# Task inputs:
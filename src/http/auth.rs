use std::fmt;
use std::sync::Arc;

use reqwest::header::HeaderValue;
use tracing::warn;

use crate::error::{AppError, AppResult, HttpError};

/// Environment variables checked for the access token, in order.
pub(crate) const TOKEN_ENV_VARS: [&str; 2] = ["SYNAPSE_ACCESS_TOKEN", "TOKEN"];

/// Access token sent as `Authorization: Bearer <token>`.
#[derive(Clone, PartialEq, Eq)]
pub struct BearerToken(Arc<str>);

impl BearerToken {
    /// # Errors
    ///
    /// Returns an error when the token cannot be carried in an HTTP header.
    pub fn new(token: &str) -> AppResult<Self> {
        let token = token.trim();
        HeaderValue::from_str(&format!("Bearer {}", token))
            .map_err(|err| AppError::http(HttpError::InvalidToken { source: err }))?;
        Ok(Self(Arc::from(token)))
    }

    /// Looks the token up in `SYNAPSE_ACCESS_TOKEN`, then `TOKEN`.
    ///
    /// A missing or blank token is not fatal: authenticated scenarios are sent
    /// without the header and the API answers for itself.
    ///
    /// # Errors
    ///
    /// Returns an error when a token is present but not a valid header value.
    pub fn from_env() -> AppResult<Option<Self>> {
        Self::from_lookup(|name| std::env::var(name).ok())
    }

    pub(crate) fn from_lookup<F>(lookup: F) -> AppResult<Option<Self>>
    where
        F: Fn(&str) -> Option<String>,
    {
        let found = TOKEN_ENV_VARS
            .iter()
            .filter_map(|name| lookup(name))
            .find(|value| !value.trim().is_empty());
        found.map_or_else(
            || {
                warn!(
                    "No access token found in {}; authenticated calls go out without one.",
                    TOKEN_ENV_VARS.join(" or ")
                );
                Ok(None)
            },
            |value| Self::new(&value).map(Some),
        )
    }

    #[must_use]
    pub fn expose(&self) -> &str {
        &self.0
    }
}

impl fmt::Debug for BearerToken {
    fn fmt(&self, f: &mut fmt::Formatter<'_>) -> fmt::Result {
        f.write_str("BearerToken(***)")
    }
}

# Your task:
Print exactly the lines that run from the line containing "let found = TOKEN_ENV_VARS" to the end of the data, both ends included.

# Solution to this task:
        let found = TOKEN_ENV_VARS
            .iter()
            .filter_map(|name| lookup(name))
            .find(|value| !value.trim().is_empty());
        found.map_or_else(
            || {
                warn!(
                    "No access token found in {}; authenticated calls go out without one.",
                    TOKEN_ENV_VARS.join(" or ")
                );
                Ok(None)
            },
            |value| Self::new(&value).map(Some),
        )
    }

    #[must_use]
    pub fn expose(&self) -> &str {
        &self.0
    }
}

impl fmt::Debug for BearerToken {
    fn fmt(&self, f: &mut fmt::Formatter<'_>) -> fmt::Result {
        f.write_str("BearerToken(***)")
    }
}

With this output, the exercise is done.